Strong Brands the Likely Winners of UK Insurance Pricing Review

UK personal lines insurers will need to adjust their pricing models in response to the Financial Conduct Authority’s proposed remedies surrounding the pricing of policies for renewing customers, according to a new AM Best commentary.

The Best’s Commentary, “Strong Brands the Likely Winners of UK Insurance Pricing Review,” states that as insurers will need to increase the prices applied to new business to offset the impact of lower renewal premium on earnings, other aspects of their business profile will likely play an increasing role in the decision-making process of potential and established customers.
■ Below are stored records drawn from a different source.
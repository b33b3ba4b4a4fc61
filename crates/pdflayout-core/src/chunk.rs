use std::cmp::Ordering;
use std::fmt;

use crate::geometry::Vector;

/// Scale applied to the baseline angle (radians) before truncating it to an
/// integer orientation key.
const ORIENTATION_SCALE: f64 = 1000.0;

/// One rendered text run, projected into the frame of its own baseline.
///
/// All derived geometry is computed once in [`TextChunk::new`]:
///
/// - the orientation is the unit vector from start to end, falling back to
///   `(1, 0)` for a zero-length baseline;
/// - the orientation magnitude is `atan2` of that vector scaled by 1000 and
///   truncated, so runs with nearly identical direction compare equal;
/// - the perpendicular distance (the "row") is the z component of
///   `start × orientation`, truncated toward zero;
/// - the parallel distances (the "columns") are the projections of start and
///   end onto the orientation.
///
/// Chunks order by `(orientation_magnitude, dist_perpendicular,
/// dist_parallel_start)`, see [`TextChunk::compare`].
///
/// With the `serde` feature the derived fields are serialized for
/// inspection, but deserialization reads only the text, the endpoints and
/// the space width, and recomputes the rest through [`TextChunk::new`].
#[derive(Debug, Clone, PartialEq)]
#[cfg_attr(
    feature = "serde",
    derive(serde::Serialize, serde::Deserialize),
    serde(from = "RawTextChunk")
)]
pub struct TextChunk {
    text: String,
    start_location: Vector,
    end_location: Vector,
    orientation_vector: Vector,
    orientation_magnitude: i32,
    dist_perpendicular: i32,
    dist_parallel_start: f64,
    dist_parallel_end: f64,
    char_space_width: f64,
}

impl TextChunk {
    /// Build a chunk from a run's literal text, baseline endpoints and the
    /// width of one space character in the run's font.
    ///
    /// The endpoints must already have any text rise removed.
    pub fn new(
        text: impl Into<String>,
        start_location: Vector,
        end_location: Vector,
        char_space_width: f64,
    ) -> Self {
        let mut direction = end_location.subtract(&start_location);
        if direction.length() == 0.0 {
            direction = Vector::unit_x();
        }
        let orientation_vector = direction.normalize();
        let orientation_magnitude =
            (orientation_vector.y.atan2(orientation_vector.x) * ORIENTATION_SCALE) as i32;

        // Point-line distance from the origin: start and orientation both lie
        // in the page plane, so only the z component of the cross is non-zero.
        let dist_perpendicular = start_location.cross_z(&orientation_vector) as i32;

        let dist_parallel_start = orientation_vector.dot(&start_location);
        let dist_parallel_end = orientation_vector.dot(&end_location);

        Self {
            text: text.into(),
            start_location,
            end_location,
            orientation_vector,
            orientation_magnitude,
            dist_perpendicular,
            dist_parallel_start,
            dist_parallel_end,
            char_space_width,
        }
    }

    /// The literal text of the run.
    pub fn text(&self) -> &str {
        &self.text
    }

    pub fn start_location(&self) -> Vector {
        self.start_location
    }

    pub fn end_location(&self) -> Vector {
        self.end_location
    }

    /// Unit vector along the baseline.
    pub fn orientation_vector(&self) -> Vector {
        self.orientation_vector
    }

    pub fn orientation_magnitude(&self) -> i32 {
        self.orientation_magnitude
    }

    pub fn dist_perpendicular(&self) -> i32 {
        self.dist_perpendicular
    }

    pub fn dist_parallel_start(&self) -> f64 {
        self.dist_parallel_start
    }

    pub fn dist_parallel_end(&self) -> f64 {
        self.dist_parallel_end
    }

    /// Width of a single space character in this run's font.
    pub fn char_space_width(&self) -> f64 {
        self.char_space_width
    }

    /// True if the text begins with an ASCII space.
    pub fn starts_with_space(&self) -> bool {
        self.text.starts_with(' ')
    }

    /// True if the text ends with an ASCII space.
    pub fn ends_with_space(&self) -> bool {
        self.text.ends_with(' ')
    }

    /// Whether both chunks share direction and row.
    pub fn same_line(&self, other: &TextChunk) -> bool {
        self.orientation_magnitude == other.orientation_magnitude
            && self.dist_perpendicular == other.dist_perpendicular
    }

    /// Signed gap from the end of `other` to the start of this chunk, along
    /// this chunk's orientation. Negative values mean the runs overlap.
    ///
    /// Only meaningful when both chunks are on the same line; that is not
    /// checked here.
    pub fn distance_from_end_of(&self, other: &TextChunk) -> f64 {
        self.dist_parallel_start - other.dist_parallel_end
    }

    /// Total order by orientation, then row, then starting column.
    pub fn compare(&self, other: &TextChunk) -> Ordering {
        self.orientation_magnitude
            .cmp(&other.orientation_magnitude)
            .then(self.dist_perpendicular.cmp(&other.dist_perpendicular))
            .then(self.dist_parallel_start.total_cmp(&other.dist_parallel_start))
    }
}

/// Constructor inputs of a [`TextChunk`], as read from serialized data.
#[cfg(feature = "serde")]
#[derive(serde::Deserialize)]
struct RawTextChunk {
    text: String,
    start_location: Vector,
    end_location: Vector,
    char_space_width: f64,
}

#[cfg(feature = "serde")]
impl From<RawTextChunk> for TextChunk {
    fn from(raw: RawTextChunk) -> Self {
        TextChunk::new(
            raw.text,
            raw.start_location,
            raw.end_location,
            raw.char_space_width,
        )
    }
}

impl fmt::Display for TextChunk {
    fn fmt(&self, f: &mut fmt::Formatter<'_>) -> fmt::Result {
        write!(
            f,
            "{:?} @({}, {}) -> ({}, {}) orientation={} perpendicular={} parallel={}..{}",
            self.text,
            self.start_location.x,
            self.start_location.y,
            self.end_location.x,
            self.end_location.y,
            self.orientation_magnitude,
            self.dist_perpendicular,
            self.dist_parallel_start,
            self.dist_parallel_end,
        )
    }
}
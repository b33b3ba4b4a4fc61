//! Layout-preserving text synthesis.
//!
//! [`LayoutReconstructor`] collects [`TextChunk`]s while a page is rendered
//! and, on request, turns them into one string whose line breaks and runs
//! of spaces approximate the on-page position of each run.

use crate::chunk::TextChunk;
use crate::error::LayoutError;
use crate::filter::ChunkFilter;
use crate::listener::{RenderListener, TextRenderEvent};

/// Options for layout-preserving text synthesis.
#[derive(Debug, Clone, PartialEq)]
#[cfg_attr(feature = "serde", derive(serde::Serialize, serde::Deserialize))]
pub struct LayoutOptions {
    /// Parallel coordinate that maps to output column zero.
    pub page_left: f64,
    /// Width of one synthetic output column, in page units.
    pub fixed_char_width: f64,
    /// If true, a word boundary does not force a separator when the previous
    /// run ends with a space or the current run starts with one.
    pub respect_text_spaces: bool,
}

impl Default for LayoutOptions {
    fn default() -> Self {
        Self {
            page_left: 0.0,
            fixed_char_width: 6.0,
            respect_text_spaces: false,
        }
    }
}

impl LayoutOptions {
    /// Check that the options describe a usable column grid.
    pub fn validate(&self) -> Result<(), LayoutError> {
        if !self.page_left.is_finite() {
            return Err(LayoutError::NonFiniteOrigin(self.page_left));
        }
        if !self.fixed_char_width.is_finite() || self.fixed_char_width <= 0.0 {
            return Err(LayoutError::InvalidCharWidth(self.fixed_char_width));
        }
        Ok(())
    }

    /// Column of a parallel coordinate: `(position - page_left) / fixed_char_width`,
    /// truncated toward zero.
    ///
    /// A non-finite quotient (infinite or NaN geometry) maps to column zero.
    pub fn column_of(&self, position: f64) -> i64 {
        let column = (position - self.page_left) / self.fixed_char_width;
        if column.is_finite() { column as i64 } else { 0 }
    }
}

/// Whether a separator belongs between `previous` and `chunk`.
///
/// The gap counts as a word boundary when the new run starts more than one
/// space width before the end of the previous one, or more than half a
/// space width after it.
pub fn is_chunk_at_word_boundary(chunk: &TextChunk, previous: &TextChunk) -> bool {
    let dist = chunk.distance_from_end_of(previous);
    let space = chunk.char_space_width();
    dist < -space || dist > space / 2.0
}

/// Pad `out` with spaces so the next run starts at the column of `chunk_start`.
///
/// `start_of_line` is the byte offset in `out` where the current line
/// begins; columns are counted in chars from there. When `space_required`
/// is set at least one space is written, even if the line already extends
/// past the target column.
pub fn insert_spaces(
    out: &mut String,
    start_of_line: usize,
    chunk_start: f64,
    space_required: bool,
    options: &LayoutOptions,
) {
    let index_now = out[start_of_line..].chars().count() as i64;
    let index_to_be = options.column_of(chunk_start);
    let mut spaces_to_insert = index_to_be.saturating_sub(index_now);
    if spaces_to_insert < 1 && space_required {
        spaces_to_insert = 1;
    }
    if spaces_to_insert > 0 {
        out.extend(std::iter::repeat_n(' ', spaces_to_insert as usize));
    }
}

/// Accumulates text runs for one extraction session and synthesizes
/// layout-preserving text from them.
///
/// Recording is append-only and does no ordering work. Synthesis sorts a
/// filtered copy of the buffer, so it may be called any number of times
/// with different filters and always returns the same text for the same
/// filter.
#[derive(Debug, Clone, Default)]
pub struct LayoutReconstructor {
    chunks: Vec<TextChunk>,
    options: LayoutOptions,
}

impl LayoutReconstructor {
    /// Create a reconstructor with default options.
    pub fn new() -> Self {
        Self::default()
    }

    /// Create a reconstructor with validated options.
    pub fn with_options(options: LayoutOptions) -> Result<Self, LayoutError> {
        options.validate()?;
        Ok(Self {
            chunks: Vec::new(),
            options,
        })
    }

    pub fn options(&self) -> &LayoutOptions {
        &self.options
    }

    /// Set the parallel coordinate of column zero.
    pub fn set_page_left(&mut self, page_left: f64) -> Result<(), LayoutError> {
        let options = LayoutOptions {
            page_left,
            ..self.options.clone()
        };
        options.validate()?;
        self.options = options;
        Ok(())
    }

    /// Set the width of one synthetic output column.
    pub fn set_fixed_char_width(&mut self, fixed_char_width: f64) -> Result<(), LayoutError> {
        let options = LayoutOptions {
            fixed_char_width,
            ..self.options.clone()
        };
        options.validate()?;
        self.options = options;
        Ok(())
    }

    /// Record one text run.
    pub fn record(&mut self, event: TextRenderEvent) {
        self.push_chunk(event.into_chunk());
    }

    /// Append an already built chunk.
    pub fn push_chunk(&mut self, chunk: TextChunk) {
        #[cfg(feature = "tracing")]
        tracing::trace!(chunk = %chunk, "recorded text chunk");
        self.chunks.push(chunk);
    }

    /// Recorded chunks, in arrival order.
    pub fn chunks(&self) -> &[TextChunk] {
        &self.chunks
    }

    pub fn len(&self) -> usize {
        self.chunks.len()
    }

    pub fn is_empty(&self) -> bool {
        self.chunks.is_empty()
    }

    /// Drop all recorded chunks, keeping the options.
    pub fn clear(&mut self) {
        self.chunks.clear();
    }

    /// Text of every recorded chunk.
    pub fn resultant_text(&self) -> String {
        self.synthesize(None)
    }

    /// Text of the chunks accepted by `filter`.
    pub fn resultant_text_with<F: ChunkFilter>(&self, filter: &F) -> String {
        self.synthesize(Some(filter))
    }

    /// Build layout-preserving text from the recorded chunks.
    ///
    /// Chunks rejected by `filter` are skipped; `None` keeps them all. The
    /// rest are ordered by [`TextChunk::compare`]. Each change of line emits
    /// one `'\n'`; within a line, runs separated by a word boundary are
    /// padded out to the column of their starting position.
    pub fn synthesize(&self, filter: Option<&dyn ChunkFilter>) -> String {
        #[cfg(feature = "tracing")]
        self.dump_state();

        let mut chunks: Vec<&TextChunk> = match filter {
            Some(filter) => self.chunks.iter().filter(|c| filter.accept(c)).collect(),
            None => self.chunks.iter().collect(),
        };
        chunks.sort_by(|a, b| a.compare(b));

        let mut out = String::new();
        let mut start_of_line = 0;
        let mut last_chunk: Option<&TextChunk> = None;

        for &chunk in &chunks {
            match last_chunk {
                Some(previous) if chunk.same_line(previous) => {
                    if is_chunk_at_word_boundary(chunk, previous) {
                        let space_required = !self.options.respect_text_spaces
                            || (!chunk.starts_with_space() && !previous.ends_with_space());
                        insert_spaces(
                            &mut out,
                            start_of_line,
                            chunk.dist_parallel_start(),
                            space_required,
                            &self.options,
                        );
                    }
                }
                Some(_) => {
                    out.push('\n');
                    start_of_line = out.len();
                    insert_spaces(
                        &mut out,
                        start_of_line,
                        chunk.dist_parallel_start(),
                        false,
                        &self.options,
                    );
                }
                None => {
                    insert_spaces(
                        &mut out,
                        start_of_line,
                        chunk.dist_parallel_start(),
                        false,
                        &self.options,
                    );
                }
            }
            out.push_str(chunk.text());
            last_chunk = Some(chunk);
        }

        #[cfg(feature = "tracing")]
        tracing::debug!(
            recorded = self.chunks.len(),
            accepted = chunks.len(),
            bytes = out.len(),
            "synthesized layout text"
        );

        out
    }

    /// Log every recorded chunk with its derived geometry.
    #[cfg(feature = "tracing")]
    pub fn dump_state(&self) {
        for (index, chunk) in self.chunks.iter().enumerate() {
            tracing::debug!(index, chunk = %chunk, "text chunk state");
        }
    }
}

impl RenderListener for LayoutReconstructor {
    fn render_text(&mut self, event: TextRenderEvent) {
        self.record(event);
    }
}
This suggests that brands currently enjoying high levels of recognition and customer satisfaction will be best positioned to take advantage as policyholders begin to take more notice of a company’s customer service levels, the experiences of other policyholders (expressed via online channels), and metrics such as claims approval ratios.

To access a complimentary copy of this commentary, please visit http://www3.ambest.com/bestweek/purchase.asp?record_code=302026.

AM Best is a global credit rating agency, news publisher and data analytics provider specialising in the insurance industry. Headquartered in the United States, the company does business in over 100 countries with regional offices in New York, London, Amsterdam, Dubai, Hong Kong, Singapore and Mexico City. For more information, visit www.ambest.com.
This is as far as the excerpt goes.